Frieden

Liebe Fanatiker

Liebe Fanatiker, ein Buch von Amos Oz; Suhrkamp 2017

Warum ist dieses Buch so wichtig für uns alle, seien wir Juden, Christen, Moslems, oder eine der weiteren Religionen oder säkular?

Amos Oz schildert sehr schön und sehr gut lesbar die aktuellen Problematiken der Menschen mit uns selbst, als Fanatiker, jeder ist so einer, irgendwann, oft oder weniger oft. Oder als friedliche Mitbewohner dieser Erde, egal wo.
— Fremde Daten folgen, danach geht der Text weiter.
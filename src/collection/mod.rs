//! Service collection module for dependency injection.
//!
//! This module contains the ServiceCollection type, used to register
//! capabilities before building a [`ServiceProvider`].

use std::sync::Arc;

use crate::descriptors::ServiceDescriptor;
use crate::error::DiResult;
use crate::key::{key_of_trait, key_of_type, Key};
use crate::lifetime::Lifetime;
use crate::observer::{DiObserver, Observers};
use crate::prewarm::PrewarmSet;
use crate::provider::{ResolverContext, ServiceProvider};
use crate::registration::{AnyArc, Ctor, Registration, Registry};
use crate::traits::{AsyncDispose, Dispose, Resolver};

/// Registration surface of the container.
///
/// Re-registering a capability replaces the earlier registration (last write
/// wins); the replacement is logged at `debug`. Use the `try_add_*` variants
/// to register defaults that callers may already have overridden.
///
/// # Examples
///
/// ```rust
/// use ferrous_web::{ServiceCollection, Resolver};
///
/// struct Config { greeting: &'static str }
///
/// let mut services = ServiceCollection::new();
/// services.add_singleton(Config { greeting: "hello" });
/// services.add_transient_factory::<String, _>(|r| {
///     Ok(format!("{}, world", r.get::<Config>()?.greeting))
/// });
///
/// let provider = services.build();
/// assert_eq!(&*provider.get::<String>().unwrap(), "hello, world");
/// ```
#[derive(Default)]
pub struct ServiceCollection {
    registry: Registry,
    observers: Observers,
    prewarm: PrewarmSet,
}
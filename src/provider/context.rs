//! Resolver context handed to factory functions.

use crate::error::DiResult;
use crate::internal::{BoxFutureUnit, ChainLink};
use crate::key::Key;
use crate::registration::AnyArc;
use crate::traits::ResolverCore;

/// Context passed to factory functions for resolving dependencies.
///
/// Wraps the resolver that owns the instance being built (the root provider
/// for singletons, the request scope otherwise) together with the
/// in-progress resolution chain, so nested resolutions are checked for
/// cycles against it.
///
/// # Examples
///
/// ```
/// use ferrous_web::{ServiceCollection, Resolver};
/// use std::sync::Arc;
///
/// struct Database { url: String }
/// struct UserService { db: Arc<Database> }
///
/// let mut services = ServiceCollection::new();
/// services.add_singleton(Database { url: "postgres://localhost".to_string() });
/// services.add_transient_factory::<UserService, _>(|resolver| {
///     Ok(UserService { db: resolver.get::<Database>()? })
/// });
///
/// let provider = services.build();
/// assert_eq!(provider.get::<UserService>().unwrap().db.url, "postgres://localhost");
/// ```
pub struct ResolverContext<'a> {
    resolver: &'a dyn ResolverCore,
    chain: &'a ChainLink<'a>,
}

impl<'a> ResolverContext<'a> {
    pub(crate) fn new(resolver: &'a dyn ResolverCore, chain: &'a ChainLink<'a>) -> Self {
        Self { resolver, chain }
    }

    /// Capability currently being constructed.
    pub fn building(&self) -> &Key {
        self.chain.key()
    }

    /// Resolution chain, outermost first, ending with the capability being built.
    pub fn chain(&self) -> Vec<&'static str> {
        self.chain.path()
    }
}

impl<'a> ResolverCore for ResolverContext<'a> {
    fn resolve_linked(&self, key: &Key, parent: Option<&ChainLink<'_>>) -> DiResult<AnyArc> {
        self.resolver.resolve_linked(key, parent)
    }

    fn resolve_any(&self, key: &Key) -> DiResult<AnyArc> {
        self.resolver.resolve_linked(key, Some(self.chain))
    }

    fn push_sync_disposer(&self, f: Box<dyn FnOnce() + Send>) {
        self.resolver.push_sync_disposer(f);
    }

    fn push_async_disposer(&self, f: Box<dyn FnOnce() -> BoxFutureUnit + Send>) {
        self.resolver.push_async_disposer(f);
    }
}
Mehr wird nicht verraten. Nur eine Sache: das Psychodrama kommt auch hierin vor. Moreno war ein sephardischer Jude. Seine Intentionen in der Theorie des Psychodramas wird leider zu selten hier in Mitteleuropa angewendet. Vor allem nicht in der Schule!
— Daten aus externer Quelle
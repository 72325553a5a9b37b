//! Route path patterns.

use std::borrow::Cow;
use std::cmp::Ordering;
use std::fmt;
use std::sync::Arc;

use percent_encoding::percent_decode_str;

use crate::error::RegistrationError;

/// One segment of a [`PathPattern`].
#[derive(Debug, Clone, PartialEq, Eq)]
pub enum Segment {
    /// Must equal the request segment exactly (after percent-decoding).
    Literal(String),
    /// `{name}`: any single non-empty segment.
    Param(Arc<str>),
    /// `{*name}`: one or more trailing segments.
    Wildcard(Arc<str>),
}

/// Segment kind, ordered by match precedence.
#[derive(Debug, Clone, Copy, PartialEq, Eq, PartialOrd, Ord, Hash)]
pub enum SegmentKind {
    Literal,
    Param,
    Wildcard,
}

impl Segment {
    pub fn kind(&self) -> SegmentKind {
        match self {
            Segment::Literal(_) => SegmentKind::Literal,
            Segment::Param(_) => SegmentKind::Param,
            Segment::Wildcard(_) => SegmentKind::Wildcard,
        }
    }

    fn param_name(&self) -> Option<&Arc<str>> {
        match self {
            Segment::Literal(_) => None,
            Segment::Param(name) | Segment::Wildcard(name) => Some(name),
        }
    }
}

/// A parsed route pattern such as `/users/{id}` or `/files/{*path}`.
///
/// Empty segments are ignored, so `/users//{id}/` and `/users/{id}` are the
/// same pattern.
///
/// # Examples
///
/// ```
/// use ferrous_web::routing::PathPattern;
///
/// let p = PathPattern::parse("/files/{*path}").unwrap();
/// let params = p.matches(&["files", "a", "b.txt"]).unwrap();
/// assert_eq!(params.get("path"), Some("a/b.txt"));
///
/// assert!(PathPattern::parse("/{*rest}/tail").is_err());
/// ```
#[derive(Debug, Clone)]
pub struct PathPattern {
    raw: Arc<str>,
    segments: Vec<Segment>,
}

impl PathPattern {
    pub fn parse(raw: &str) -> Result<Self, RegistrationError> {
        let invalid = |reason: &str| RegistrationError::InvalidPattern {
            pattern: raw.to_string(),
            reason: reason.to_string(),
        };

        if !raw.starts_with('/') {
            return Err(invalid("must start with '/'"));
        }

        let parts: Vec<&str> = raw.split('/').filter(|s| !s.is_empty()).collect();
        let mut segments = Vec::with_capacity(parts.len());
        for (i, part) in parts.iter().enumerate() {
            let segment = if let Some(inner) = part.strip_prefix('{').and_then(|p| p.strip_suffix('}')) {
                if let Some(name) = inner.strip_prefix('*') {
                    if i + 1 != parts.len() {
                        return Err(invalid("a wildcard must be the last segment"));
                    }
                    Segment::Wildcard(param_name(name).map_err(invalid)?)
                } else {
                    Segment::Param(param_name(inner).map_err(invalid)?)
                }
            } else if part.contains('{') || part.contains('}') {
                return Err(invalid("braces are only allowed around a whole segment"));
            } else {
                let literal = decode_segment(part)
                    .ok_or_else(|| invalid("a literal segment is not valid UTF-8 once decoded"))?;
                Segment::Literal(literal.into_owned())
            };

            if let Some(name) = segment.param_name() {
                if segments
                    .iter()
                    .any(|s: &Segment| s.param_name() == Some(name))
                {
                    return Err(invalid(&format!("parameter `{}` appears twice", name)));
                }
            }
            segments.push(segment);
        }

        Ok(Self {
            raw: Arc::from(raw),
            segments,
        })
    }

    /// Pattern text as registered.
    pub fn as_str(&self) -> &str {
        &self.raw
    }

    pub(crate) fn raw(&self) -> Arc<str> {
        self.raw.clone()
    }

    pub fn segments(&self) -> &[Segment] {
        &self.segments
    }

    pub fn kinds(&self) -> impl Iterator<Item = SegmentKind> + '_ {
        self.segments.iter().map(Segment::kind)
    }

    /// Whether the pattern declares a parameter (or wildcard) named `name`.
    pub fn has_param(&self, name: &str) -> bool {
        self.segments
            .iter()
            .any(|s| s.param_name().is_some_and(|n| &**n == name))
    }

    /// Same shape as `other`, ignoring parameter names.
    pub fn same_shape(&self, other: &PathPattern) -> bool {
        self.segments.len() == other.segments.len()
            && self
                .segments
                .iter()
                .zip(&other.segments)
                .all(|(a, b)| match (a, b) {
                    (Segment::Literal(x), Segment::Literal(y)) => x == y,
                    _ => a.kind() == b.kind(),
                })
    }

    /// Precedence order: literal before parameter before wildcard, compared
    /// left to right. `Less` means `self` wins.
    pub fn precedence(&self, other: &PathPattern) -> Ordering {
        self.kinds().cmp(other.kinds())
    }

    /// Matches already split and decoded request segments.
    pub fn matches(&self, path: &[&str]) -> Option<PathParams> {
        let mut params = PathParams::default();
        let mut rest = path;
        for segment in &self.segments {
            match segment {
                Segment::Literal(lit) => {
                    let (head, tail) = rest.split_first()?;
                    if *head != lit.as_str() {
                        return None;
                    }
                    rest = tail;
                }
                Segment::Param(name) => {
                    let (head, tail) = rest.split_first()?;
                    params.push(name.clone(), (*head).to_string());
                    rest = tail;
                }
                Segment::Wildcard(name) => {
                    if rest.is_empty() {
                        return None;
                    }
                    params.push(name.clone(), rest.join("/"));
                    rest = &[];
                }
            }
        }
        rest.is_empty().then_some(params)
    }
}

impl fmt::Display for PathPattern {
    fn fmt(&self, f: &mut fmt::Formatter<'_>) -> fmt::Result {
        f.write_str(&self.raw)
    }
}

fn param_name(name: &str) -> Result<Arc<str>, &'static str> {
    if name.is_empty() {
        return Err("parameter name is empty");
    }
    if !name.chars().all(|c| c.is_ascii_alphanumeric() || c == '_') {
        return Err("parameter names may only contain ASCII letters, digits and '_'");
    }
    Ok(Arc::from(name))
}

/// Percent-decodes one segment. `None` if the bytes are not UTF-8.
pub(crate) fn decode_segment(segment: &str) -> Option<Cow<'_, str>> {
    percent_decode_str(segment).decode_utf8().ok()
}

/// Splits a request path into decoded, non-empty segments.
///
/// `None` if any segment does not decode to UTF-8; such a path matches no
/// route.
pub(crate) fn split_path(path: &str) -> Option<Vec<Cow<'_, str>>> {
    path.split('/')
        .filter(|s| !s.is_empty())
        .map(decode_segment)
        .collect()
}

/// Path parameter values extracted by a match, in pattern order.
#[derive(Debug, Clone, Default, PartialEq, Eq)]
pub struct PathParams {
    entries: Vec<(Arc<str>, String)>,
}

impl PathParams {
    fn push(&mut self, name: Arc<str>, value: String) {
        self.entries.push((name, value));
    }

    pub fn get(&self, name: &str) -> Option<&str> {
        self.entries
            .iter()
            .find(|(n, _)| &**n == name)
            .map(|(_, v)| v.as_str())
    }

    pub fn iter(&self) -> impl Iterator<Item = (&str, &str)> {
        self.entries.iter().map(|(n, v)| (&**n, v.as_str()))
    }

    pub fn len(&self) -> usize {
        self.entries.len()
    }

    pub fn is_empty(&self) -> bool {
        self.entries.is_empty()
    }
}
Vielleicht ändert sich dies nun, unsere Kulturen verbinden sich mehr und mehr. Und die andere Hälfte der Menschheit wird immer powervoller. Sei es in Palestina, Israel, Iran, Syrien, Irak, Kurdistan, USA, EU, China, Russland usw.

 

"Wir müssen uns die innere, ideologische und emotionale Welt des anderen vorstellen, selbst im Moment einer Konfrontation und insbesondere dann, wenn eine Mischung aus Wut, Scham und Abscheu in uns aufsteigt, wenn wir uns im Recht fühlen und der felsenfesten Meinung sind, dass uns ein Unrecht angetan wurde.
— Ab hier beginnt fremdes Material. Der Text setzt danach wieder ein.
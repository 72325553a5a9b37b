//! Service provider module for dependency injection.
//!
//! This module contains the ServiceProvider (the root resolver, owner of
//! singletons) and the per-request [`Scope`].

use std::sync::Arc;

use parking_lot::Mutex;

use crate::error::{DiError, DiResult};
use crate::internal::{BoxFutureUnit, ChainLink, DisposeBag, SingletonBuilds};
use crate::key::Key;
use crate::lifetime::Lifetime;
use crate::observer::Observers;
use crate::prewarm::PrewarmSet;
use crate::registration::{AnyArc, Registration, Registry};
use crate::traits::ResolverCore;

pub mod context;
pub mod scope;
pub use context::ResolverContext;
pub use scope::Scope;

/// Root resolver for the dependency injection container.
///
/// Resolves singletons and transients; scoped capabilities need a
/// [`Scope`]. Cloning is cheap and every clone shares the same singleton
/// cache.
///
/// # Thread Safety
///
/// After the provider is built the registry is read-only. Singleton first
/// construction goes through a `OnceCell`, so concurrent first resolutions
/// build exactly one instance and later reads take no lock.
///
/// # Examples
///
/// ```
/// use ferrous_web::{ServiceCollection, Resolver};
/// use std::sync::Arc;
///
/// struct Database { url: String }
/// struct UserService { db: Arc<Database> }
///
/// let mut collection = ServiceCollection::new();
/// collection.add_singleton(Database { url: "postgres://localhost".to_string() });
/// collection.add_transient_factory::<UserService, _>(|resolver| {
///     Ok(UserService { db: resolver.get::<Database>()? })
/// });
///
/// let provider = collection.build();
/// let user_service = provider.get::<UserService>().unwrap();
/// assert_eq!(user_service.db.url, "postgres://localhost");
/// ```
#[derive(Clone)]
pub struct ServiceProvider {
    inner: Arc<ProviderInner>,
}

pub(crate) struct ProviderInner {
    pub(crate) registry: Registry,
    pub(crate) root_disposers: Mutex<DisposeBag>,
    pub(crate) observers: Observers,
    pub(crate) singleton_builds: SingletonBuilds,
}

impl ServiceProvider {
    pub(crate) fn new(registry: Registry, observers: Observers) -> Self {
        Self {
            inner: Arc::new(ProviderInner {
                registry,
                root_disposers: Mutex::new(DisposeBag::default()),
                observers,
                singleton_builds: SingletonBuilds::default(),
            }),
        }
    }

    #[inline]
    pub(crate) fn inner(&self) -> &ProviderInner {
        &self.inner
    }

    /// Creates a new resolution scope.
    ///
    /// Each scope caches its own scoped instances and shares singletons with
    /// the root. Release it with [`Scope::release`] when the unit of work
    /// (usually a request) completes.
    ///
    /// # Examples
    ///
    /// ```
    /// use ferrous_web::{ServiceCollection, Resolver};
    /// use std::sync::Arc;
    /// use std::sync::atomic::{AtomicUsize, Ordering};
    ///
    /// struct RequestId(usize);
    ///
    /// let counter = Arc::new(AtomicUsize::new(0));
    /// let c = counter.clone();
    /// let mut collection = ServiceCollection::new();
    /// collection.add_scoped_factory::<RequestId, _>(move |_| {
    ///     Ok(RequestId(c.fetch_add(1, Ordering::SeqCst)))
    /// });
    ///
    /// let provider = collection.build();
    /// let scope1 = provider.create_scope();
    /// let scope2 = provider.create_scope();
    ///
    /// let a = scope1.get::<RequestId>().unwrap();
    /// let b = scope1.get::<RequestId>().unwrap();
    /// let c = scope2.get::<RequestId>().unwrap();
    /// assert!(Arc::ptr_eq(&a, &b));
    /// assert!(!Arc::ptr_eq(&a, &c));
    /// ```
    pub fn create_scope(&self) -> Scope {
        Scope::new(self.clone())
    }

    /// Runs every root release hook (singletons), async hooks first, LIFO.
    pub async fn dispose_all(&self) {
        let bag = std::mem::take(&mut *self.inner.root_disposers.lock());
        bag.run_all().await;
    }

    /// Resolves every capability in `set` once, failing on the first error.
    ///
    /// Used at startup so unresolvable or cyclic graphs abort composition
    /// instead of failing the first request. Scoped capabilities are checked
    /// in a throwaway scope that is released before returning.
    pub(crate) async fn prewarm(&self, set: &PrewarmSet) -> DiResult<()> {
        let scope = self.create_scope();
        let mut outcome = Ok(());
        for key in set.keys() {
            if let Err(e) = scope.resolve_any(key) {
                outcome = Err(e);
                break;
            }
        }
        scope.release().await;
        outcome
    }

    /// Number of registered capabilities.
    pub fn len(&self) -> usize {
        self.inner.registry.len()
    }

    pub fn is_empty(&self) -> bool {
        self.len() == 0
    }

    pub fn contains(&self, key: &Key) -> bool {
        self.inner.registry.contains_key(key)
    }

    #[cfg(feature = "diagnostics")]
    pub fn to_debug_string(&self) -> String {
        let mut s = String::new();
        s.push_str("=== Service Provider Debug ===\n");
        for (k, r) in self.inner.registry.iter() {
            s.push_str(&format!("  {}: {}\n", k.display_name(), r.lifetime));
        }
        s
    }

    /// Singleton resolution through the registration's `OnceCell`.
    ///
    /// Concurrent first resolutions wait for the thread already building;
    /// a wait that would close a cycle across threads fails as
    /// [`DiError::Circular`].
    ///
    /// The factory runs against the root provider, never a scope.
    #[inline(always)]
    pub(crate) fn resolve_singleton(
        &self,
        reg: &Registration,
        link: &ChainLink<'_>,
    ) -> DiResult<AnyArc> {
        match &reg.single_runtime {
            Some(cell) => {
                if let Some(value) = cell.get() {
                    return Ok(value.clone());
                }
                self.inner.singleton_builds.get_or_build(cell, link, || {
                    let ctx = ResolverContext::new(self, link);
                    (reg.ctor)(&ctx)
                })
            }
            None => {
                let ctx = ResolverContext::new(self, link);
                (reg.ctor)(&ctx)
            }
        }
    }

    /// True if a singleton encloses `link` in the resolution chain.
    fn building_singleton(&self, link: &ChainLink<'_>) -> bool {
        link.ancestors().any(|key| {
            self.inner
                .registry
                .get(key)
                .is_some_and(|reg| reg.lifetime == Lifetime::Singleton)
        })
    }

    fn resolve_any_impl(&self, link: &ChainLink<'_>) -> DiResult<AnyArc> {
        let key = link.key();
        let reg = self.inner.registry.get(key).ok_or_else(|| link.not_found())?;
        match reg.lifetime {
            Lifetime::Singleton => self.resolve_singleton(reg, link),
            Lifetime::Scoped => Err(DiError::WrongLifetime {
                name: key.display_name(),
                reason: if self.building_singleton(link) {
                    "scoped capability requested while building a singleton"
                } else {
                    "scoped capability requested from the root provider"
                },
            }),
            Lifetime::Transient => {
                let ctx = ResolverContext::new(self, link);
                (reg.ctor)(&ctx)
            }
        }
    }
}

impl ResolverCore for ServiceProvider {
    fn resolve_linked(&self, key: &Key, parent: Option<&ChainLink<'_>>) -> DiResult<AnyArc> {
        let link = ChainLink::enter(key, parent)?;
        self.inner
            .observers
            .observe(key, || self.resolve_any_impl(&link))
    }

    fn push_sync_disposer(&self, f: Box<dyn FnOnce() + Send>) {
        self.inner.root_disposers.lock().push_sync(f);
    }

    fn push_async_disposer(&self, f: Box<dyn FnOnce() -> BoxFutureUnit + Send>) {
        self.inner.root_disposers.lock().push_async(f);
    }
}

impl Drop for ProviderInner {
    fn drop(&mut self) {
        let bag = self.root_disposers.get_mut();
        if !bag.is_empty() {
            tracing::warn!(
                pending = bag.len(),
                "service provider dropped with unreleased singletons; call dispose_all().await first"
            );
        }
    }
}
Vielleicht sollten wir uns zuweilen fragen: »Was wäre, wenn ich an ihrer oder seiner Stelle wäre?« Vielleicht sollten wir für Momente in die Schuhe der anderen schlüpfen, in ihre Haut, nicht um einen Fluss zu überqueren oder »neu geboren zu werden«, sondern nur um nachvollziehen und spüren zu können: Was gibt es da eigentlich, auf der anderen Seite des Flusses? Was treibt diese Leute an? Was spüren sie, was denken sie? Wie sehen wir, von dort aus gesehen, aus? (Und vielleicht könnten wir dabei auch gleich versuchen festzustellen, wie tief der Fluss ist, der zwischen uns fließt, wie breit er ist und wo und wie sich eine Brücke bauen ließe?)

Diese Neugier führt uns nicht zwingend zu generalisierenden moralischen Schlussfolgerungen und auch nicht zur Aufgabe unserer Persönlichkeit zu Gunsten der Persönlichkeit des anderen. Aber sie wird uns gelegentlich zu einer großartigen Entdeckung führen, nämlich zu der Entdeckung, dass es viele Flüsse gibt und sich von jedem Ufer aus andere Blicke auf bezaubernde, überraschende Landschaften bieten und dass diese Landschaften bezaubernd sein können, selbst wenn sie uns persönlich nicht verlocken, und überraschend, selbst wenn sie uns nicht reizen. In dieser Neugierde steckt vielleicht eine Chance für Offenheit und Toleranz.